GROBOGAN.NEWS Kudus

Kebijakan Warga Kudus Tetap di Rumah Saja Diperpanjang, Gubernur Ganjar Kirim 120 Tenaga Medis ke Kudus

Ilustrasi : Gubernur Jawa Tengah, Ganjar Pranowo, saat sidak penanganan Covid-19 di sejumlah rumah sakit di Kudus, Senin (31/5/2021). Ist

KUDUS, GROBOGAN.NEWS-Gelombang lonjakan kasus Covid-19 di Kabupaten Kudus kian teras menggema.

Kebijakan khusus bagi warga Kudus agar tetap di rumah saja diperpanjang. Program khusus ini guna memutus mata rantai penularan virus corona gagasan Pemkab Kudus awalnya hari Sabtu dan Minggu (5-6/6/2021), diperpanjang tiga hari terhitung mulai Senin (7/6/2021) hingga Rabu (7-9/6/2021).

Instruksi tersebut tertuang dalam Surat Edaran Nomor 360/13.17/0403/2021 yang dikeluarkan Minggu (6/6/2021). Diharapkan bahwa perpanjangan dilakukan untuk menambah efektifitas Pemberlakuan Pembatasan Kegiatan Masyarakat (PPKM) berskala mikro dan pengendalian penyebaran virus corona di Kudus.
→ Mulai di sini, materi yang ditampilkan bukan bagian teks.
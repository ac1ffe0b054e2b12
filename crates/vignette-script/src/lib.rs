//! Scripted content for the Vignette runtime.
//!
//! Zones supply [`Sequence`]s and [`Trigger`]s through an [`Environment`].
//! The [`TriggerEvaluator`] starts sequences when trigger conditions hold and
//! the [`SequenceInterpreter`] steps each running sequence, handing blocking
//! work to the [`MovementSystem`] and [`FadeSystem`].

pub mod command;
pub mod components;
mod error;
pub mod fade;
pub mod interpreter;
pub mod movement;
mod properties;
pub mod sequence;
pub mod trigger;
pub mod zone;

pub use command::{Command, FadeDirection, ScriptCommand};
pub use components::{
    find_tagged, release_block, spawn_sequence_runner, ActiveSequenceBookmark, MoveRequest,
    ScreenFade, SoundQueue, SoundRequest, Tag,
};
pub use error::{ScriptError, ZoneError};
pub use fade::FadeSystem;
pub use interpreter::SequenceInterpreter;
pub use movement::MovementSystem;
pub use properties::Properties;
pub use sequence::{Condition, Sequence, Trigger, TriggerCondition};
pub use trigger::TriggerEvaluator;
pub use zone::{ActorSpawn, Environment, Shared, Zone, ZoneService};

use vignette_ecs::{SystemKey, SystemRegistry};

/// Execution order of the scripting systems within a frame.
///
/// Triggers spawn runners before anything steps, and resolvers release
/// blocks before the interpreter polls them.
pub mod priority {
    pub const TRIGGERS: i32 = 10;
    pub const MOVEMENT: i32 = 20;
    pub const FADE: i32 = 30;
    pub const INTERPRETER: i32 = 40;
}

pub const TRIGGER_EVALUATOR: SystemKey = SystemKey::new("TriggerEvaluator");
pub const SEQUENCE_INTERPRETER: SystemKey = SystemKey::new("SequenceInterpreter");
pub const MOVEMENT: SystemKey = SystemKey::new("Movement");
pub const SCREEN_FADE: SystemKey = SystemKey::new("ScreenFade");

/// Register constructors for every scripting system under its key.
pub fn register_systems<E>(registry: &mut SystemRegistry, environment: Shared<E>)
where
    E: Environment + Send + Sync + 'static,
{
    let triggers = environment.clone();
    registry.register(TRIGGER_EVALUATOR, move || TriggerEvaluator::new(triggers.clone()));
    registry.register(SEQUENCE_INTERPRETER, move || {
        SequenceInterpreter::new(environment.clone())
    });
    registry.register(MOVEMENT, MovementSystem::default);
    registry.register(SCREEN_FADE, FadeSystem::default);
}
Secara resmi surat edaran tersebut ditanda tangani oleh Bupati Kudus HM Hartopo, Satgas percepatan penanganan Covid-19 ditingkat desa, kecamatan atau kabupaten serta Satgas Jogo Tonggo agar bisa memantau pelaksanaan kebijakan tersebut di wilayah masing masing.

Gubernur Ganjar Kirim 120 Tenaga Medis

Sementara itu, Gubernur Jawa Tengah, Ganjar Pranowo berkomitmen terus mendampingi Pemkab Kudus dalam rangka penanganan lonjakan Covid-19.
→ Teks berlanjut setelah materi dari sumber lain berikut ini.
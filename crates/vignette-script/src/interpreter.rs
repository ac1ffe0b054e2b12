//! Executes scripted sequences, one bookmark entity per running instance.

use tracing::{debug, info, warn};
use vignette_core::Transform;
use vignette_ecs::{Entity, System, World};

use crate::command::ScriptCommand;
use crate::components::{
    find_tagged, release_block, spawn_sequence_runner, ActiveSequenceBookmark, MoveRequest,
    ScreenFade, SoundQueue, SoundRequest,
};
use crate::priority;
use crate::zone::{Environment, Shared, ZoneService};

/// What a bookmark does after its command has been issued.
#[derive(Debug, Clone, Copy, PartialEq)]
enum Step {
    /// Move to the next command this tick
    Advance,
    /// Hold for the remaining seconds
    Wait(f32),
    /// Hold until released; carries the target of a pending move
    Block(Option<Entity>),
}

/// Steps every entity carrying an [`ActiveSequenceBookmark`].
///
/// Each tick a bookmark either counts down a `WAIT`, stays put while blocked,
/// consumes a release, or issues its next command. Instant commands advance
/// in the tick they run; a bookmark that runs off the end of its sequence (or
/// names a sequence the environment does not have) is despawned.
pub struct SequenceInterpreter<E = ZoneService> {
    environment: Shared<E>,
}

impl<E> SequenceInterpreter<E> {
    pub fn new(environment: Shared<E>) -> Self {
        Self { environment }
    }
}

impl<E: Environment + Send + Sync + 'static> SequenceInterpreter<E> {
    fn tick(&self, world: &mut World, entity: Entity, dt: f32) -> bool {
        release_if_orphaned(world, entity);

        let Some(bookmark) = world.get_mut::<ActiveSequenceBookmark>(entity) else {
            return false;
        };

        if bookmark.wait_timer > 0.0 {
            bookmark.wait_timer -= dt;
            if bookmark.wait_timer <= 0.0 {
                bookmark.wait_timer = 0.0;
                bookmark.current_index += 1;
            }
            return false;
        }
        if bookmark.blocked {
            return false;
        }
        if bookmark.awaiting_release {
            bookmark.awaiting_release = false;
            bookmark.pending_move = None;
            bookmark.current_index += 1;
            return false;
        }

        let sequence_id = bookmark.sequence_id.clone();
        let index = bookmark.current_index;

        let parsed = {
            let environment = self.environment.read();
            let Some(sequence) = environment.sequence(&sequence_id) else {
                debug!("Sequence '{}' not available, stopping {}", sequence_id, entity);
                return true;
            };
            let Some(command) = sequence.events.get(index) else {
                debug!("Sequence '{}' finished on {}", sequence_id, entity);
                return true;
            };
            ScriptCommand::parse(command)
        };

        let step = match parsed {
            Ok(command) => execute(world, entity, command, dt),
            Err(e) => {
                warn!("Skipping command {} of '{}': {}", index, sequence_id, e);
                Step::Advance
            }
        };

        let Some(bookmark) = world.get_mut::<ActiveSequenceBookmark>(entity) else {
            return false;
        };
        match step {
            Step::Advance => bookmark.current_index += 1,
            Step::Wait(remaining) if remaining <= 0.0 => bookmark.current_index += 1,
            Step::Wait(remaining) => bookmark.wait_timer = remaining,
            Step::Block(pending_move) => {
                bookmark.blocked = true;
                bookmark.awaiting_release = true;
                bookmark.pending_move = pending_move;
            }
        }
        false
    }
}

impl<E: Environment + Send + Sync + 'static> System for SequenceInterpreter<E> {
    fn name(&self) -> &str {
        "SequenceInterpreter"
    }

    fn priority(&self) -> i32 {
        priority::INTERPRETER
    }

    fn run_timed(&mut self, world: &mut World, dt: f32) {
        let runners = world.entities_with::<(ActiveSequenceBookmark,)>();
        let finished: Vec<Entity> = runners
            .into_iter()
            .filter(|&entity| self.tick(world, entity, dt))
            .collect();

        for entity in finished {
            world.remove::<ActiveSequenceBookmark>(entity);
            world.despawn(entity);
        }
    }
}

/// Fail open when the request a blocked bookmark waits on has vanished: the
/// move target was despawned, or the fade resource was replaced.
fn release_if_orphaned(world: &mut World, runner: Entity) {
    let Some(bookmark) = world.get::<ActiveSequenceBookmark>(runner) else {
        return;
    };
    if !bookmark.blocked {
        return;
    }
    let pending = match bookmark.pending_move {
        Some(target) => world
            .get::<MoveRequest>(target)
            .is_some_and(|request| request.requester == runner),
        None => world
            .resource::<ScreenFade>()
            .and_then(|fade| fade.active.as_ref())
            .is_some_and(|fade| fade.requester == runner),
    };
    if !pending {
        warn!("Blocking request of {} vanished, continuing", runner);
        release_block(world, runner);
    }
}

/// Resolve a command's target: `None` is the running entity itself.
fn resolve_target(world: &World, runner: Entity, target: Option<&str>) -> Option<Entity> {
    match target {
        None => Some(runner),
        Some(name) => {
            let found = find_tagged(world, name);
            if found.is_none() {
                warn!("No entity tagged '{}' for sequence on {}", name, runner);
            }
            found
        }
    }
}

fn execute(world: &mut World, runner: Entity, command: ScriptCommand, dt: f32) -> Step {
    match command {
        ScriptCommand::Wait { duration } => Step::Wait(duration - dt),
        ScriptCommand::PlaySound { sound_id } => {
            let request = SoundRequest {
                sound_id,
                source: runner,
            };
            match world.resource_mut::<SoundQueue>() {
                Some(queue) => queue.push(request),
                None => {
                    let mut queue = SoundQueue::default();
                    queue.push(request);
                    world.insert_resource(queue);
                }
            }
            Step::Advance
        }
        ScriptCommand::TeleportEntity { target, position } => {
            if let Some(entity) = resolve_target(world, runner, target.as_deref()) {
                match world.get_mut::<Transform>(entity) {
                    Some(transform) => transform.position = position,
                    None => world.insert(entity, Transform::from_position(position)),
                }
            }
            Step::Advance
        }
        ScriptCommand::MoveEntity {
            target,
            destination,
            speed,
            tolerance,
        } => {
            let Some(entity) = resolve_target(world, runner, target.as_deref()) else {
                return Step::Advance;
            };
            if let Some(previous) = world.take::<MoveRequest>(entity) {
                debug!("Move of {} overrides the one issued by {}", entity, previous.requester);
                release_block(world, previous.requester);
            }
            world.insert(
                entity,
                MoveRequest {
                    destination,
                    speed,
                    tolerance,
                    requester: runner,
                },
            );
            Step::Block(Some(entity))
        }
        ScriptCommand::FadeScreen {
            direction,
            duration,
            color,
        } => {
            let interrupted = match world.resource_mut::<ScreenFade>() {
                Some(fade) => fade.start(direction, duration, color, runner),
                None => {
                    let mut fade = ScreenFade::default();
                    fade.start(direction, duration, color, runner);
                    world.insert_resource(fade);
                    None
                }
            };
            if let Some(previous) = interrupted {
                release_block(world, previous);
            }
            Step::Block(None)
        }
        ScriptCommand::StartSequence { sequence_id } => {
            spawn_sequence_runner(world, sequence_id);
            Step::Advance
        }
        ScriptCommand::Log { message } => {
            info!("[script {}] {}", runner, message);
            Step::Advance
        }
    }
}
//! Vignette State - Application state machine
//!
//! Manages the application's modes (menus, gameplay, cutscenes) as a stack.
//! Each state declares the systems it needs; the stack enables and disables
//! them through a [`vignette_ecs::SystemHost`] as states are pushed, covered,
//! uncovered and popped.

mod stack;
mod state;

pub use stack::StateStack;
pub use state::{ApplicationState, StateTransition};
Di antaranya melakukan dropping tenaga kesehatan ke Kudus untuk membantu penanganan kasus di sana.

Total sudah ada 120 tenaga kesehatan yang dikirim Ganjar ke Kudus. Terdiri dari dokter spesialis, dokter umum, perawat, apoteker, analis kesehatan dan tenaga gizi.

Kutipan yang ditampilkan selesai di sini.